Repeat exactly what appears from the opening line of the listing to the line with "initial value |", inclusive.

__________________________________________________

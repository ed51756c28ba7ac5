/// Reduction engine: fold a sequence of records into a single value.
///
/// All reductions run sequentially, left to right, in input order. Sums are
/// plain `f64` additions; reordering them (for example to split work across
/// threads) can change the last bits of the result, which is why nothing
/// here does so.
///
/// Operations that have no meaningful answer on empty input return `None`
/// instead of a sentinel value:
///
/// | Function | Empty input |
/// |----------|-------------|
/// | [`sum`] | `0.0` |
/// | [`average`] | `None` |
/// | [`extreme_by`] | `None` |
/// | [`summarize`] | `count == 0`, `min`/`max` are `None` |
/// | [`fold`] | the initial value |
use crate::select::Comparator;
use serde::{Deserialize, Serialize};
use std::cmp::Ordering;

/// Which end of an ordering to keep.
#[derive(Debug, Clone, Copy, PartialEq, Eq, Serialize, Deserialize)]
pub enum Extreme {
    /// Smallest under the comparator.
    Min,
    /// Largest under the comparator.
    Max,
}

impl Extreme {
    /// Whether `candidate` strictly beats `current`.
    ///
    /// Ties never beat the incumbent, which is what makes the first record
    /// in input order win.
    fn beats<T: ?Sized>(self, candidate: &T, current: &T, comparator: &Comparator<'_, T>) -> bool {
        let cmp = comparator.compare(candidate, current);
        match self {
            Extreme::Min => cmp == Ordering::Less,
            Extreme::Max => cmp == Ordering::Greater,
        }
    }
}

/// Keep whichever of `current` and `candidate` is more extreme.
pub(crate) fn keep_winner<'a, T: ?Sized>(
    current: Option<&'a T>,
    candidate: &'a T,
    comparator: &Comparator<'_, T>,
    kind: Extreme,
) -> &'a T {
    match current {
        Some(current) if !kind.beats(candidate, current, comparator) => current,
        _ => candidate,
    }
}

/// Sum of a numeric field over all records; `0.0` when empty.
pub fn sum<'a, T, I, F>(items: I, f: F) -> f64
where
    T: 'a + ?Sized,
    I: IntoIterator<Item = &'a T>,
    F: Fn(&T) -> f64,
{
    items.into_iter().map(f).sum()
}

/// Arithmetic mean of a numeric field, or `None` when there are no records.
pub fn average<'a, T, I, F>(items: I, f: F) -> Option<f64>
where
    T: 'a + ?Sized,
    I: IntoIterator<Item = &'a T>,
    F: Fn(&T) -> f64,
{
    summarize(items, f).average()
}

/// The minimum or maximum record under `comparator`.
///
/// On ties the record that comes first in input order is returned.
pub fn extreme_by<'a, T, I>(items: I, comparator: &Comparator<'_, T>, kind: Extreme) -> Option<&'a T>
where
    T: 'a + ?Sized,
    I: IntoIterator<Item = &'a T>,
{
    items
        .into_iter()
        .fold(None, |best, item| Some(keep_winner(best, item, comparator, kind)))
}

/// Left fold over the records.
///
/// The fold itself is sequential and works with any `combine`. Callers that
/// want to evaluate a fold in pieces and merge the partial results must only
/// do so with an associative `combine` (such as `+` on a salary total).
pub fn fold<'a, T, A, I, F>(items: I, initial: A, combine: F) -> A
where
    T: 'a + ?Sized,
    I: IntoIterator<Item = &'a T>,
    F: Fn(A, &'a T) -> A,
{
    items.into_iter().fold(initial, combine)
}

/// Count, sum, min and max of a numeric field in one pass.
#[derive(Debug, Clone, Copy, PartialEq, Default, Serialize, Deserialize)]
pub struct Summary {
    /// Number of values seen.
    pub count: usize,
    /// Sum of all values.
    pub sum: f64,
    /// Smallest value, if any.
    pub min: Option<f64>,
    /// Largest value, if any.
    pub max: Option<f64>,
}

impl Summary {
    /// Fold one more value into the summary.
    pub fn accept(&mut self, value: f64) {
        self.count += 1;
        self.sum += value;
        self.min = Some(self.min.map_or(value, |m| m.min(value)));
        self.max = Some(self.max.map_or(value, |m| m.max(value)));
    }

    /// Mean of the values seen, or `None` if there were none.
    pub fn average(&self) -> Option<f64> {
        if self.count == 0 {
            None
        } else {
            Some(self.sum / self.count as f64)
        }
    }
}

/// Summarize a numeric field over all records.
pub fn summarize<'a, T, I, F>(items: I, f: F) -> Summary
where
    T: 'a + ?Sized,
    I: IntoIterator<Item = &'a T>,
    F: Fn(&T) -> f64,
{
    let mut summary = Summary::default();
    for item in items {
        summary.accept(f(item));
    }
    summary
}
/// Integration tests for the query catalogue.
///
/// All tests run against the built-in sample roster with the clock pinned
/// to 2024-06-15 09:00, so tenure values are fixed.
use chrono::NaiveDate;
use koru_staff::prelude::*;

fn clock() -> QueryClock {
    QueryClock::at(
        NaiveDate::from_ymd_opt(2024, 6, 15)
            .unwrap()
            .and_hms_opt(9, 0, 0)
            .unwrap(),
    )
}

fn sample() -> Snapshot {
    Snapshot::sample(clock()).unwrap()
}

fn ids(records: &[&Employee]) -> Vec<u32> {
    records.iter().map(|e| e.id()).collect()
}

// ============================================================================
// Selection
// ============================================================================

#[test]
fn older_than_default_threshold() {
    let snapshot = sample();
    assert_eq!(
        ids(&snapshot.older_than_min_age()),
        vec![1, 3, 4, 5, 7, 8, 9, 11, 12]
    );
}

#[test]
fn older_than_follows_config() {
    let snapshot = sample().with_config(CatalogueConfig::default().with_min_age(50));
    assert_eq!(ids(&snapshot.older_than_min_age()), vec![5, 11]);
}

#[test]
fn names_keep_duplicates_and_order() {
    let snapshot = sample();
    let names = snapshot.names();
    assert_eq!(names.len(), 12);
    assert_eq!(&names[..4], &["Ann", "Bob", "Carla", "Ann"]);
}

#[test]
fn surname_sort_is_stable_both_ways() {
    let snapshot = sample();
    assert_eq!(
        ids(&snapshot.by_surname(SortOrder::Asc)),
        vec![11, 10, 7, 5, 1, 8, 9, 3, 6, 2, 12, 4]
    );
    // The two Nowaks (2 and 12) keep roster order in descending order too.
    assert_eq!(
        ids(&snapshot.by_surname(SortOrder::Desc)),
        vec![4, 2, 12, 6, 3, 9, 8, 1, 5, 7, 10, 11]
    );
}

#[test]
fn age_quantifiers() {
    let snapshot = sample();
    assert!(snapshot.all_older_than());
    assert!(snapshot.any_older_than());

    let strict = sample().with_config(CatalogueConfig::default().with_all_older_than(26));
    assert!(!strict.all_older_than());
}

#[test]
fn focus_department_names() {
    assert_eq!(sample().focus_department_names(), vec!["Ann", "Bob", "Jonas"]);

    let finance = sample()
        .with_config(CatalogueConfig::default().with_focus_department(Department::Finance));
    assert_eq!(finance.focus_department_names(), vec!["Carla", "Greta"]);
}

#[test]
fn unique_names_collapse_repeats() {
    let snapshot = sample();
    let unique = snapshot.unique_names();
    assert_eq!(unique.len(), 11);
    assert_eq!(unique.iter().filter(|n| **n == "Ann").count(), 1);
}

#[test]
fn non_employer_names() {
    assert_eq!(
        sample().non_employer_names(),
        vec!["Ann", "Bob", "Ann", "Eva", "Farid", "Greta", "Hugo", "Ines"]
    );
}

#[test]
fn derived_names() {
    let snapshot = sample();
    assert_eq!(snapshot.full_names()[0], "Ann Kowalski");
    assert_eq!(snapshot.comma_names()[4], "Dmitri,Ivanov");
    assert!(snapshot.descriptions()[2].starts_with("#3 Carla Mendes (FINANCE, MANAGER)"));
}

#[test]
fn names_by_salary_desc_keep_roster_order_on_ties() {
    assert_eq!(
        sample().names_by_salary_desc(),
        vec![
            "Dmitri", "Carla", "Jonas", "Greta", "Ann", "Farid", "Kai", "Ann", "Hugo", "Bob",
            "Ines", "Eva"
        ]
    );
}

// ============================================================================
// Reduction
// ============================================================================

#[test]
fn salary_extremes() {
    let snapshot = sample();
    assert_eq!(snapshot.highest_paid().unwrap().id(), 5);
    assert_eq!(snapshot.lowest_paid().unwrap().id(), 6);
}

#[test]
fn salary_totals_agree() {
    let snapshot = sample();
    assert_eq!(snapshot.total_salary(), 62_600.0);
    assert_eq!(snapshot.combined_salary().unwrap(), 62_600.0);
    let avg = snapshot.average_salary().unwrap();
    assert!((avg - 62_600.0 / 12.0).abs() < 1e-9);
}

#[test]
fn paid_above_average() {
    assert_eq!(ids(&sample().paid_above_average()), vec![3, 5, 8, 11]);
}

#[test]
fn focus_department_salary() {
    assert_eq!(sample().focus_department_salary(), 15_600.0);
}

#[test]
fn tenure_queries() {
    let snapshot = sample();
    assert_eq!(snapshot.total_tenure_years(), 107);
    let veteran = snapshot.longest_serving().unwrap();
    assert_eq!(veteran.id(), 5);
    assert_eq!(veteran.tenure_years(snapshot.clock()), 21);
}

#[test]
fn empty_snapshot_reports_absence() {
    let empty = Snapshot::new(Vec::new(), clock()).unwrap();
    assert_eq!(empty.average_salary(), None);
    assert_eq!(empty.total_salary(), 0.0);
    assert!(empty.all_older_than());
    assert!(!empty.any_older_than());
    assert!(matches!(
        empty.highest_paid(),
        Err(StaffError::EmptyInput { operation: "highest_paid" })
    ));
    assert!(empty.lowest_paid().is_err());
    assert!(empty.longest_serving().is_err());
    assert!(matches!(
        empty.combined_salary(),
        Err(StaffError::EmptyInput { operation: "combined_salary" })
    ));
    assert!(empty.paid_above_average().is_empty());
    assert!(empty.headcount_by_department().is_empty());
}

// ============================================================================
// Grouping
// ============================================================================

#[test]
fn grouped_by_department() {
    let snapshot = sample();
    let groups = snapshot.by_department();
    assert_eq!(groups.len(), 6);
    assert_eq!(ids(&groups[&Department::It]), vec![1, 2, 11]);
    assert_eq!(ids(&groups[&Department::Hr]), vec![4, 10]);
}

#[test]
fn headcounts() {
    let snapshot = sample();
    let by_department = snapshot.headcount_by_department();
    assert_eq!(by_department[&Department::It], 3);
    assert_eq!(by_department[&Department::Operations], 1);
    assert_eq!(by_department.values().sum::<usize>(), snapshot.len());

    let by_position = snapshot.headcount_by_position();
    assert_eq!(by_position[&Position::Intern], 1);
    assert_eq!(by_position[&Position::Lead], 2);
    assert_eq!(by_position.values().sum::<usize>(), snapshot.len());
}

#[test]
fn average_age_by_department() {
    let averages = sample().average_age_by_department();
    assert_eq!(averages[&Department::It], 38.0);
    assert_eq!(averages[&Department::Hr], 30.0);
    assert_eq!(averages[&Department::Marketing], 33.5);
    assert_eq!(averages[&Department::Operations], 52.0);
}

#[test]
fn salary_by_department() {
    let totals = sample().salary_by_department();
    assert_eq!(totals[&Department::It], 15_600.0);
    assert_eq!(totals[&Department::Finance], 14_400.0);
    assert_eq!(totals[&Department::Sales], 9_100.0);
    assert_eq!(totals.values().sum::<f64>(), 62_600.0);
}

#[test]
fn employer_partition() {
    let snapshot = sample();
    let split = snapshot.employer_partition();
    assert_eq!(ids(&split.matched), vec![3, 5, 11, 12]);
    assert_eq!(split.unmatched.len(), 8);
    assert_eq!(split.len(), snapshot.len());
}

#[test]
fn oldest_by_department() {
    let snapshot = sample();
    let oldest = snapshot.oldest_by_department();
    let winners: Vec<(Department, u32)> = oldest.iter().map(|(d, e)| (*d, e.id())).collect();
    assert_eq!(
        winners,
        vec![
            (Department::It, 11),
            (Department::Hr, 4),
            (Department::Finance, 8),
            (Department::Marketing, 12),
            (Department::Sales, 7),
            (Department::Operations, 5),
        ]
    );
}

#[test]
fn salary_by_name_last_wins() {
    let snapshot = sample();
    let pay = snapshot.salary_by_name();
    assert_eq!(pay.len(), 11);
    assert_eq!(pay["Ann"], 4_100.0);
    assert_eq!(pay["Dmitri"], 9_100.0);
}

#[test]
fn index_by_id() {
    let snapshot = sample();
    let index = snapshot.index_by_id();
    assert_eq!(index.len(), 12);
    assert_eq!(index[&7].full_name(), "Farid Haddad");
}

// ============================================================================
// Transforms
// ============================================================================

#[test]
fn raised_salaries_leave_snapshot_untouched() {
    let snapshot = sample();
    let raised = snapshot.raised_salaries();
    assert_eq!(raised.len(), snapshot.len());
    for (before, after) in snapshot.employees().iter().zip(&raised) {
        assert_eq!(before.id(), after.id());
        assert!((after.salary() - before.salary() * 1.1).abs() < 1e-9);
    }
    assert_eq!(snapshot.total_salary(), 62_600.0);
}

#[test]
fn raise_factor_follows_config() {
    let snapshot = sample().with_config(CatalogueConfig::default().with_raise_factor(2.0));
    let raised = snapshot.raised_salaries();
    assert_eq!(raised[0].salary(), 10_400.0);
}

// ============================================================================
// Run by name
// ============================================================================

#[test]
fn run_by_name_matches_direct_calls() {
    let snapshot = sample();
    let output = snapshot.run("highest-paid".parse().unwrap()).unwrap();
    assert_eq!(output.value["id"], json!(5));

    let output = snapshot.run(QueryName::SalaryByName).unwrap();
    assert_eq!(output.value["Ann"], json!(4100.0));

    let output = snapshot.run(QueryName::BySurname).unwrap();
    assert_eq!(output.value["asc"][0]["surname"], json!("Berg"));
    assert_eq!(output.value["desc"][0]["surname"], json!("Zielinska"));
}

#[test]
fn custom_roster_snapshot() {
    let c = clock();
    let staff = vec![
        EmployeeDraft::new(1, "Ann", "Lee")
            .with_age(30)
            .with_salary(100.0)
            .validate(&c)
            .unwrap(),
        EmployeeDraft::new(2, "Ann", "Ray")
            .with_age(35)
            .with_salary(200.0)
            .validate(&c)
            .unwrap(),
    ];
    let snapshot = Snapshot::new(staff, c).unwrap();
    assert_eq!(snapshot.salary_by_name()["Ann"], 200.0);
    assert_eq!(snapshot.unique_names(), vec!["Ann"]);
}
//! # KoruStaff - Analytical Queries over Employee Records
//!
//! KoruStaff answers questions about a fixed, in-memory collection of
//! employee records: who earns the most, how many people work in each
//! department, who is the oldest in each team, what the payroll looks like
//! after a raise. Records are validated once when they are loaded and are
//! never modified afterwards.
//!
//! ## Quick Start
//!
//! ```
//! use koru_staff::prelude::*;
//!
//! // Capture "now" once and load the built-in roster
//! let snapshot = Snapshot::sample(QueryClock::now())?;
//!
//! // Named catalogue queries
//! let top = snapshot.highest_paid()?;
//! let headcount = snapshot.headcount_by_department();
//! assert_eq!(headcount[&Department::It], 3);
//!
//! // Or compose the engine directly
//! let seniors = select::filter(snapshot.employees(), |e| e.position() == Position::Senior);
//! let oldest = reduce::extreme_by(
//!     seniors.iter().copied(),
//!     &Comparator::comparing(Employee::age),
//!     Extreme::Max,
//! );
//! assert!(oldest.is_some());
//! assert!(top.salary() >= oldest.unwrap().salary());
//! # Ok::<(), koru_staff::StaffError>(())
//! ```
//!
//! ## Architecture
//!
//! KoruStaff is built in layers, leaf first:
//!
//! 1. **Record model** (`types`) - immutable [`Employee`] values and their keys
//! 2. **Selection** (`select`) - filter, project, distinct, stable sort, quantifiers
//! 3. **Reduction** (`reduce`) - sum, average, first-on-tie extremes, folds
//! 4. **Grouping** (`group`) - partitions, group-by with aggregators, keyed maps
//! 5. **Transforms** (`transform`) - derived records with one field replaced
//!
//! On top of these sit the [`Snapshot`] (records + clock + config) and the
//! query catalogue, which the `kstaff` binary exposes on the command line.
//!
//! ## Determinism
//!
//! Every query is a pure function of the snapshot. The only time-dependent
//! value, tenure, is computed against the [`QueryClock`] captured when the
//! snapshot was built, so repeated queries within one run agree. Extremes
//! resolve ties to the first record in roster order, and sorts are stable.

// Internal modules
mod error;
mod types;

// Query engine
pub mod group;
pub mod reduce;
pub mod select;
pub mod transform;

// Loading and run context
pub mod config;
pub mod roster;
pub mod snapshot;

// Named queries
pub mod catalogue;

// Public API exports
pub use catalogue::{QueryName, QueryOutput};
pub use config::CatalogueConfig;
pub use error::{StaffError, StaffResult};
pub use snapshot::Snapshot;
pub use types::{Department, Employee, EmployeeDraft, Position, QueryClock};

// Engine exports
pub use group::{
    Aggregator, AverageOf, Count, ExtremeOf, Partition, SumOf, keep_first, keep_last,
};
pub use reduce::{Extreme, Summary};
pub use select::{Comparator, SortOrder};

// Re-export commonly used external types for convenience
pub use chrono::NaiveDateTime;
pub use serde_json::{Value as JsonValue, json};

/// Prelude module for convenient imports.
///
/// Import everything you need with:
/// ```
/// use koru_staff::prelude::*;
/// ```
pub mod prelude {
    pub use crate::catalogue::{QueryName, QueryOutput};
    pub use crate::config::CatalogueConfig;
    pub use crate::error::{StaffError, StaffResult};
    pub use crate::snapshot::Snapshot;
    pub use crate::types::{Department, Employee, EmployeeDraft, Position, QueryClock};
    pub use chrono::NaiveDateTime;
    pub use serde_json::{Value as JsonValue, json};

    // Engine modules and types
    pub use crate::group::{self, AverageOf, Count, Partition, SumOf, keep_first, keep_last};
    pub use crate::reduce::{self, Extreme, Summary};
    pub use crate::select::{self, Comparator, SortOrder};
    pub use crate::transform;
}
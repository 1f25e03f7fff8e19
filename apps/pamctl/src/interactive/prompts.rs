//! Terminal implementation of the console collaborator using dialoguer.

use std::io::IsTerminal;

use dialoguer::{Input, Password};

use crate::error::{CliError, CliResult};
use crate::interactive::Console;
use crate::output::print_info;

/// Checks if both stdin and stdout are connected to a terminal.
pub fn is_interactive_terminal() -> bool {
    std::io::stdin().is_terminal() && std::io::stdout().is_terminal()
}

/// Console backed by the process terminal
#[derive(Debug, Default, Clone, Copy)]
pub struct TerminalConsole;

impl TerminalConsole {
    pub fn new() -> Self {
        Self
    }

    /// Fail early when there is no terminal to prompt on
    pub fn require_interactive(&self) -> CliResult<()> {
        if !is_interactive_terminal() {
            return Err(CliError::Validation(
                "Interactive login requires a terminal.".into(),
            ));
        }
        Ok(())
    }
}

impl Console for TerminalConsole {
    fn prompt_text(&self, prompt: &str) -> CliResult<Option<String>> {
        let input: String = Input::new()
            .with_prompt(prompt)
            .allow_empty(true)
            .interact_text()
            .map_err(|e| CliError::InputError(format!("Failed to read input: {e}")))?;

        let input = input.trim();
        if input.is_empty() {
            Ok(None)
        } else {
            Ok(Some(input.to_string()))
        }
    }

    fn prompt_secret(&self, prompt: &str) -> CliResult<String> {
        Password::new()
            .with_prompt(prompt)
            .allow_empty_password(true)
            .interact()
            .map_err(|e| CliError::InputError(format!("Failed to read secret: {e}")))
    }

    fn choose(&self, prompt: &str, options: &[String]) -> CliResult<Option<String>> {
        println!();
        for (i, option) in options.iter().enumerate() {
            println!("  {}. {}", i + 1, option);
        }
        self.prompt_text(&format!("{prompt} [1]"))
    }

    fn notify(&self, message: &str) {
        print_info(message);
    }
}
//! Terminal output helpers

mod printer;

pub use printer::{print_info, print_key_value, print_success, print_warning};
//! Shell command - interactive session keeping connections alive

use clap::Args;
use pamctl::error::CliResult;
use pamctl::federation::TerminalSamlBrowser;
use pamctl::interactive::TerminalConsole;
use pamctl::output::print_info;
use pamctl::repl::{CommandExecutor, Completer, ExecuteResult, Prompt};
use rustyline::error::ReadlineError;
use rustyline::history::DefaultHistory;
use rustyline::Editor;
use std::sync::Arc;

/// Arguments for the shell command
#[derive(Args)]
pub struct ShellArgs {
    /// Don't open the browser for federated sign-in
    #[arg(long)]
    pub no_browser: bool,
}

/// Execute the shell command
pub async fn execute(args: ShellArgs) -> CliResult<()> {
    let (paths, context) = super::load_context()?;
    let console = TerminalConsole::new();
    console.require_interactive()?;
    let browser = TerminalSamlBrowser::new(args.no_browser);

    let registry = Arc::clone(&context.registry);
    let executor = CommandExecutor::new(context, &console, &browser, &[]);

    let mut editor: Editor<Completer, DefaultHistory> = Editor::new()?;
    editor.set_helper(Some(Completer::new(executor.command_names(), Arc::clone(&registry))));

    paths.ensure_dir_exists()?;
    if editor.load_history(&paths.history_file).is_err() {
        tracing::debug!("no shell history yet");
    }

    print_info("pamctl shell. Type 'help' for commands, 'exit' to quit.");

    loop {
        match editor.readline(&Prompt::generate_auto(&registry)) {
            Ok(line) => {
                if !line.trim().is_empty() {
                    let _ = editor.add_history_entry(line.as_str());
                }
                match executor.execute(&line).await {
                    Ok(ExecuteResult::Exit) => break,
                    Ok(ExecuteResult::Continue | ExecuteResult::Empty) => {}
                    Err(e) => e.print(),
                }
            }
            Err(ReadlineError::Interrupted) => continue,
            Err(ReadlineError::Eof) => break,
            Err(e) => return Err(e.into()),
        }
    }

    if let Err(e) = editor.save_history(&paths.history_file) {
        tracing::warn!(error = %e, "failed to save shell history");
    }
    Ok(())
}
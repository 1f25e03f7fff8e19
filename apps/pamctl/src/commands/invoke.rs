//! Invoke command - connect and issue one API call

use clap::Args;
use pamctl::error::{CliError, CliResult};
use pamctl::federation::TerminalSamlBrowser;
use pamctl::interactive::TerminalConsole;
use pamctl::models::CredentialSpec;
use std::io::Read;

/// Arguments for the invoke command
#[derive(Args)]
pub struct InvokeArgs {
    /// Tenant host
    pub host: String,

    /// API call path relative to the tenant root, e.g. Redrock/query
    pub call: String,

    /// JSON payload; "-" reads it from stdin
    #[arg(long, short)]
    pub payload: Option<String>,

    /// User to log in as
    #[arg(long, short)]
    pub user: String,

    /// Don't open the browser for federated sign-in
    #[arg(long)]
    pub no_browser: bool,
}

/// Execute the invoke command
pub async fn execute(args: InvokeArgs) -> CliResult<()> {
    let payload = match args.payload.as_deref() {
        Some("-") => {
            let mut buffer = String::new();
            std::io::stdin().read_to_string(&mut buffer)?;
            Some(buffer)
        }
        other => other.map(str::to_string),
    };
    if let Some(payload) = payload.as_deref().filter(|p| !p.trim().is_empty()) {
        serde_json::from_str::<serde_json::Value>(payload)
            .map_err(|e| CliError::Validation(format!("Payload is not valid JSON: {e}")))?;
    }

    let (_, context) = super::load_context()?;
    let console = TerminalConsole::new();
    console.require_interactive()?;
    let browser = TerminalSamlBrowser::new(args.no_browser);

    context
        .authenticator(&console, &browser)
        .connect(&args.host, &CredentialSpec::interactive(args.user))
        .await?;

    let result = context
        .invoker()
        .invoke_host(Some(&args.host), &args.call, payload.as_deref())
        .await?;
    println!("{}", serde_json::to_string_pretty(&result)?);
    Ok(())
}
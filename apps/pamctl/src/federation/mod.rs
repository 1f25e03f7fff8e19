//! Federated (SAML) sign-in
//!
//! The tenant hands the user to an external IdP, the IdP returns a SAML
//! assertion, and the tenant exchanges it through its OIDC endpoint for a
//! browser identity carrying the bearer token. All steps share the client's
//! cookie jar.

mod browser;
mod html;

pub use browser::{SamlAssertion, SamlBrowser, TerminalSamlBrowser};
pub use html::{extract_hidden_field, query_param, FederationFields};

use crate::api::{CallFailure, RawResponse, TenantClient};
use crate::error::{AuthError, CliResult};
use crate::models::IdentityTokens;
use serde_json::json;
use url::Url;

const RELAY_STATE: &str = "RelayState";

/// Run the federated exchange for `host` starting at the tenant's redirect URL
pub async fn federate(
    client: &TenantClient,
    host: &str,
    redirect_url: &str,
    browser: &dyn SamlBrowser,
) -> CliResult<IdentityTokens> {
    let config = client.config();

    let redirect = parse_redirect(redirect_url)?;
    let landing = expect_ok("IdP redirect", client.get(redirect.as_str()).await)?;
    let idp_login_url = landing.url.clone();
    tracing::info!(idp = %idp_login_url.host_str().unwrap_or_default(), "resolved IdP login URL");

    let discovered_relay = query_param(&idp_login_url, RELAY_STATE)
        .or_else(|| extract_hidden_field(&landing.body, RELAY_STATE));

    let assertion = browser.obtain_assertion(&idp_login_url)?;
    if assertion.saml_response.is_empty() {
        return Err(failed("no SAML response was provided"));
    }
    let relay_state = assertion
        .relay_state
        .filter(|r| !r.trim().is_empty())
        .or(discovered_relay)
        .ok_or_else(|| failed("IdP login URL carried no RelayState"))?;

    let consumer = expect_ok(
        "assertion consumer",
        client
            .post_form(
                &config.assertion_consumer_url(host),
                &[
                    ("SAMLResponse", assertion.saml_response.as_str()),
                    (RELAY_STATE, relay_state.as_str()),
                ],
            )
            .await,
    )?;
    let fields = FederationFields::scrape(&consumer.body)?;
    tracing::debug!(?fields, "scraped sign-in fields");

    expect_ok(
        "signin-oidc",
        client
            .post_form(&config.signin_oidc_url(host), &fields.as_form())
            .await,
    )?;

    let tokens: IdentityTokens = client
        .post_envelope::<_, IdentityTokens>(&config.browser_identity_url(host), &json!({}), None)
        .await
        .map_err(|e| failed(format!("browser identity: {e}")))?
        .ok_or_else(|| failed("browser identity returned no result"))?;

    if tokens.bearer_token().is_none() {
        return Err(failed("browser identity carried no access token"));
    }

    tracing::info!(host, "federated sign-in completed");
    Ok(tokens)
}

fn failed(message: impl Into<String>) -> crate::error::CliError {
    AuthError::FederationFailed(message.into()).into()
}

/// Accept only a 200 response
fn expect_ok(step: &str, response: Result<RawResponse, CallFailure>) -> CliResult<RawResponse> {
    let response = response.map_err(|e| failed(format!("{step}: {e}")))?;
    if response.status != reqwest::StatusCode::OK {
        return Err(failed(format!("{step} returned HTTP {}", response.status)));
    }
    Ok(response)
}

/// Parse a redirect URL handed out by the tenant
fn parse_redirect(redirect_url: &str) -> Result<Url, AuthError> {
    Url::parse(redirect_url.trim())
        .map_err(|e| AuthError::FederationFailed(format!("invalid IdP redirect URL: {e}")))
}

__________________________________________________

Exercise result |
repository ed51756c28ba7ac5
/// Reduction engine: fold a sequence of records into a single value.
///
/// All reductions run sequentially, left to right, in input order. Sums are
/// plain `f64` additions; reordering them (for example to split work across
/// threads) can change the last bits of the result, which is why nothing
/// here does so.
///
/// Operations that have no meaningful answer on empty input return `None`
/// instead of a sentinel value:
///
/// | Function | Empty input |
/// |----------|-------------|
/// | [`sum`] | `0.0` |
/// | [`average`] | `None` |
/// | [`extreme_by`] | `None` |
/// | [`summarize`] | `count == 0`, `min`/`max` are `None` |
/// | [`fold`] | the initial value |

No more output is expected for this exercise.